SUPPLIED RECORDS.
------------------------------------------------------------

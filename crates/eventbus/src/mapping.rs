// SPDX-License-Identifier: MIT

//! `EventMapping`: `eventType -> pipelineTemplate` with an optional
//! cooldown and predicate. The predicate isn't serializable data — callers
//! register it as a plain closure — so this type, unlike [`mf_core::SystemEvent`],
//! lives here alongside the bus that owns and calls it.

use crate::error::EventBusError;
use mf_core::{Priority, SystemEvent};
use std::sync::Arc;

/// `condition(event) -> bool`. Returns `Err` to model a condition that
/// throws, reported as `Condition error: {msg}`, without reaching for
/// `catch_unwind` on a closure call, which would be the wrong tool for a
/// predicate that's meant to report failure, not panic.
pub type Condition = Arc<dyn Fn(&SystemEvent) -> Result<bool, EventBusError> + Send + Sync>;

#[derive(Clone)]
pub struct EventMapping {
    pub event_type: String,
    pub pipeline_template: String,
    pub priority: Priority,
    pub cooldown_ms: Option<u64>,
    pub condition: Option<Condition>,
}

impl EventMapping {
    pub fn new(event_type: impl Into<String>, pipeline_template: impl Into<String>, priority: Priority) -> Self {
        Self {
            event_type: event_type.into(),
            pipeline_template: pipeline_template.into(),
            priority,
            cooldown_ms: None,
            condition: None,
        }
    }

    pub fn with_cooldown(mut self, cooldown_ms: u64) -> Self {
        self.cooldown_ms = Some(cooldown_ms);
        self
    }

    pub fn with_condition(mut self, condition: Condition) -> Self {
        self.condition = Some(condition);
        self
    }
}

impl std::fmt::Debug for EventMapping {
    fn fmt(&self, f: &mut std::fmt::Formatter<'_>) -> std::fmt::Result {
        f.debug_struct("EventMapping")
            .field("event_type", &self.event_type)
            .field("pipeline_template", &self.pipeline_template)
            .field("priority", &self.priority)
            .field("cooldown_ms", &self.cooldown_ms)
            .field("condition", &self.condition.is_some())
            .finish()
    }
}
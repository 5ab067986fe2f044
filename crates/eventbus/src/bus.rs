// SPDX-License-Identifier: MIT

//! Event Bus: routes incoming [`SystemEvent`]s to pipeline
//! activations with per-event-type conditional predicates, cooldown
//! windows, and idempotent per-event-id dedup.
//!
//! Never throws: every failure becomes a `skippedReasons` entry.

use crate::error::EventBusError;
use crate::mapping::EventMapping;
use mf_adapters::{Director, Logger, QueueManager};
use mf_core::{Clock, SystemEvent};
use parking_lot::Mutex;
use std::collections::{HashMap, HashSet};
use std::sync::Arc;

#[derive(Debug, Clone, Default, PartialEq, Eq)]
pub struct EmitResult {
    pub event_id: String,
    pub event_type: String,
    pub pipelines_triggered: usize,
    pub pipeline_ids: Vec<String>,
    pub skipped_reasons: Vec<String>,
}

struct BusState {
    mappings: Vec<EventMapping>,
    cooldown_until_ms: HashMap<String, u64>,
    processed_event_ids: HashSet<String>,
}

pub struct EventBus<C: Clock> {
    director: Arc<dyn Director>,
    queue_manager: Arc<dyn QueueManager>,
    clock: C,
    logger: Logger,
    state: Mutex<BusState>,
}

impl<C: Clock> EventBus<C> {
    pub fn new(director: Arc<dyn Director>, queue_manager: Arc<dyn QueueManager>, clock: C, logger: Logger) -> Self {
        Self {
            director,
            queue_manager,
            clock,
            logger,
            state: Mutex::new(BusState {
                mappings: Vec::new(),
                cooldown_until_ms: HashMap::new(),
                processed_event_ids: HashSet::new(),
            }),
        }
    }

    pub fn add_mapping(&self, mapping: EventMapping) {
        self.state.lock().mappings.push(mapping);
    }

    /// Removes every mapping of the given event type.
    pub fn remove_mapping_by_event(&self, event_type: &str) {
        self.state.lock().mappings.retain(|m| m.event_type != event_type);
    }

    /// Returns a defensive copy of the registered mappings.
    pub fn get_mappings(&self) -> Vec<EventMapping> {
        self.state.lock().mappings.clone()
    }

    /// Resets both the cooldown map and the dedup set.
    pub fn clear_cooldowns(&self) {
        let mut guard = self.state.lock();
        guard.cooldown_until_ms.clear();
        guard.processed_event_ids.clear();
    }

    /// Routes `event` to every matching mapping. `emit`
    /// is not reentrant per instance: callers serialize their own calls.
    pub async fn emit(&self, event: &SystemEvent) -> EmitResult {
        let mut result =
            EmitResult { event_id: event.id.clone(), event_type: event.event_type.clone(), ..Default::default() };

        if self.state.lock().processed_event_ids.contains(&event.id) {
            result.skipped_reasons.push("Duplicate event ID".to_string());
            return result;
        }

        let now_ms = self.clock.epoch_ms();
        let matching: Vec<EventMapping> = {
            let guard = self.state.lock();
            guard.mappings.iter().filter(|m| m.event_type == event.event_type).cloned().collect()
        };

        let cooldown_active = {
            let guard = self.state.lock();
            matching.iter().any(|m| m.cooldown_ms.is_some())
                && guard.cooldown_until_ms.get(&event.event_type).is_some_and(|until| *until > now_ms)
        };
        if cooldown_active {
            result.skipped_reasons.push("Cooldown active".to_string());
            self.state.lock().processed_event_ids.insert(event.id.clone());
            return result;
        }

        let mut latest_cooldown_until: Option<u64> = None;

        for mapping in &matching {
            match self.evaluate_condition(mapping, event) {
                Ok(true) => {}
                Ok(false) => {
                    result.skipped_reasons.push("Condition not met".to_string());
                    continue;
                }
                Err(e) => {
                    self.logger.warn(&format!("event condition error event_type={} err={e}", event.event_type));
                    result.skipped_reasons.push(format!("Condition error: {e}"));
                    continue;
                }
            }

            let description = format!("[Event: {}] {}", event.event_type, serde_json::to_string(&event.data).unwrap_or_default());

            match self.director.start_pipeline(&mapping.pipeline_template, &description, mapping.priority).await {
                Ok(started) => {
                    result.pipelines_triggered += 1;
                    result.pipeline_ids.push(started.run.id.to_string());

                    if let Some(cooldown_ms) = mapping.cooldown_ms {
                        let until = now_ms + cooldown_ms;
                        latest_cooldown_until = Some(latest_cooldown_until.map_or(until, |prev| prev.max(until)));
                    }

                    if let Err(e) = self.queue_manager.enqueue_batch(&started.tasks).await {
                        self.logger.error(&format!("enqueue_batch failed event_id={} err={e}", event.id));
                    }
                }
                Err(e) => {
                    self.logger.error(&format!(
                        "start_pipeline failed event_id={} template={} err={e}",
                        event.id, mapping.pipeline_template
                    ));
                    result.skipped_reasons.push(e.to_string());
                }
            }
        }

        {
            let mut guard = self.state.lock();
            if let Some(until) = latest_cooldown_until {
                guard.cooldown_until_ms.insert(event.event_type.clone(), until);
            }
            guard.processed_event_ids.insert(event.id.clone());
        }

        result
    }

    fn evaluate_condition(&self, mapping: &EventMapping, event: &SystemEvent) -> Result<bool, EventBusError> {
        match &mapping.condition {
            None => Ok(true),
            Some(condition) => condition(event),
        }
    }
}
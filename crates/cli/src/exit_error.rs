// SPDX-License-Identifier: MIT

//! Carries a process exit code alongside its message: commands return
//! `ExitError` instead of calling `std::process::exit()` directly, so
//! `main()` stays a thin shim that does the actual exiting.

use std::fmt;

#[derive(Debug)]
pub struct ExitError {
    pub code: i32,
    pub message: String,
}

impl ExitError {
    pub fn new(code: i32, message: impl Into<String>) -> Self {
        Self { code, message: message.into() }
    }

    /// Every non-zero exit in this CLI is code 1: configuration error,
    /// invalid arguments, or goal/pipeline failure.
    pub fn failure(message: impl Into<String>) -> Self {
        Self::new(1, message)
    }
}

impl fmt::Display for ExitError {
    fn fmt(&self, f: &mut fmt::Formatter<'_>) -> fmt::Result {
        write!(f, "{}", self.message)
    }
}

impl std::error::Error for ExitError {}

------------------------------------------------------------

THE TASK.
From the entries above, select each line containing the string "ExitError".

RESPONSE BELOW.
//! `ExitError` instead of calling `std::process::exit()` directly, so
pub struct ExitError {
impl ExitError {
impl fmt::Display for ExitError {
impl std::error::Error for ExitError {}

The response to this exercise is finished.